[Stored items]
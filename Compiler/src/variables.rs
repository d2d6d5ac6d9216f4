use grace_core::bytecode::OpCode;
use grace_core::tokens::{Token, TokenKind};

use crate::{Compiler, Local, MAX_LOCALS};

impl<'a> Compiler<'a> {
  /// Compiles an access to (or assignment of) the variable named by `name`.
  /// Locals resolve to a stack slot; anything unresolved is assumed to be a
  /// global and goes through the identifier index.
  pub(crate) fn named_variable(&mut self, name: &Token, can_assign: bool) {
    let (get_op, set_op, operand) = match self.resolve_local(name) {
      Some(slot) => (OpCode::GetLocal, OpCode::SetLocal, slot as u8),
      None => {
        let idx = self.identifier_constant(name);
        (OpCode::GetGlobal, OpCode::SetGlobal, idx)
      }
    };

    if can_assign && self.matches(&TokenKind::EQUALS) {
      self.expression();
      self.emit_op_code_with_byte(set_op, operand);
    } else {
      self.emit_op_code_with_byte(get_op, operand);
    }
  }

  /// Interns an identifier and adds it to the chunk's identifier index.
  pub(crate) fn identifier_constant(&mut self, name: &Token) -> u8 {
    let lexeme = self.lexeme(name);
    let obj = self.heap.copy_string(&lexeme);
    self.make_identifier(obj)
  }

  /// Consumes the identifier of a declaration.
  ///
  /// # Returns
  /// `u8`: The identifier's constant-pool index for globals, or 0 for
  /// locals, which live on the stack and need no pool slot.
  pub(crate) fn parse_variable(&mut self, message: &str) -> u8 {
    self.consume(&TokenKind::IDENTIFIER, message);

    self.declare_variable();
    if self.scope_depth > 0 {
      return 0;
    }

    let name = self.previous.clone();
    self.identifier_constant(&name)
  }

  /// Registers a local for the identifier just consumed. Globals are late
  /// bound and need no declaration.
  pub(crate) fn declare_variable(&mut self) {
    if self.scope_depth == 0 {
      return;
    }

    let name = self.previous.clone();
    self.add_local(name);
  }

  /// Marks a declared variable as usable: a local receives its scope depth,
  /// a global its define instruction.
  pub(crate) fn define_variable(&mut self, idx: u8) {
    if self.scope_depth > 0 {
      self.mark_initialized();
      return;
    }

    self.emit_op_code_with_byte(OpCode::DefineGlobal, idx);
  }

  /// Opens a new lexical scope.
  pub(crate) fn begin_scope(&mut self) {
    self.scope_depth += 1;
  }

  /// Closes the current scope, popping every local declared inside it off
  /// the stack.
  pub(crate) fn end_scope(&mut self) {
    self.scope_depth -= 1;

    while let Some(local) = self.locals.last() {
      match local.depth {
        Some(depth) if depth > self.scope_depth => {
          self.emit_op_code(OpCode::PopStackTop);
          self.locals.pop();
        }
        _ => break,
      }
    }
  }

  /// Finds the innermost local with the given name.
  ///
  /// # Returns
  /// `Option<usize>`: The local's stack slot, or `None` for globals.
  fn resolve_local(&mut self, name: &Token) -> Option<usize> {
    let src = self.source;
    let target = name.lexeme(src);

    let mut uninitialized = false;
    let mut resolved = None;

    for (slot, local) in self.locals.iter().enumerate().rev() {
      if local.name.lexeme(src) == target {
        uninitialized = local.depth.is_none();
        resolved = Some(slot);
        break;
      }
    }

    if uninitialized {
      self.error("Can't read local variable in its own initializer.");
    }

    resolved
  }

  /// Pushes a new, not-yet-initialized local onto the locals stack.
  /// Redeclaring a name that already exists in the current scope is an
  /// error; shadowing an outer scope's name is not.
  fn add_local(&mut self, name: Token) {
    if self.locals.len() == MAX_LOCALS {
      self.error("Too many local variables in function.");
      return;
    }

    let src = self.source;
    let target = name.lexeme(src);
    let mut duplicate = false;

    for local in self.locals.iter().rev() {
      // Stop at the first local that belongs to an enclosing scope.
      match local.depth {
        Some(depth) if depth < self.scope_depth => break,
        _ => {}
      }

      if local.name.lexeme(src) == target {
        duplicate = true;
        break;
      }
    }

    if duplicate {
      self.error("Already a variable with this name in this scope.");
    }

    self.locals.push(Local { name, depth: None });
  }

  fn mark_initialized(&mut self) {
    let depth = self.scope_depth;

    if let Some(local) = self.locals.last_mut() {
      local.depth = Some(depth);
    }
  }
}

Your instructions ▸
Could you reproduce exactly the lines of the entries above, from the one with "self.declare_variable();" through the one with "pub(crate) fn begin_scope(&mut", and nothing else?

Solution for this problem ▸
    self.declare_variable();
    if self.scope_depth > 0 {
      return 0;
    }

    let name = self.previous.clone();
    self.identifier_constant(&name)
  }

  /// Registers a local for the identifier just consumed. Globals are late
  /// bound and need no declaration.
  pub(crate) fn declare_variable(&mut self) {
    if self.scope_depth == 0 {
      return;
    }

    let name = self.previous.clone();
    self.add_local(name);
  }

  /// Marks a declared variable as usable: a local receives its scope depth,
  /// a global its define instruction.
  pub(crate) fn define_variable(&mut self, idx: u8) {
    if self.scope_depth > 0 {
      self.mark_initialized();
      return;
    }

    self.emit_op_code_with_byte(OpCode::DefineGlobal, idx);
  }

  /// Opens a new lexical scope.
  pub(crate) fn begin_scope(&mut self) {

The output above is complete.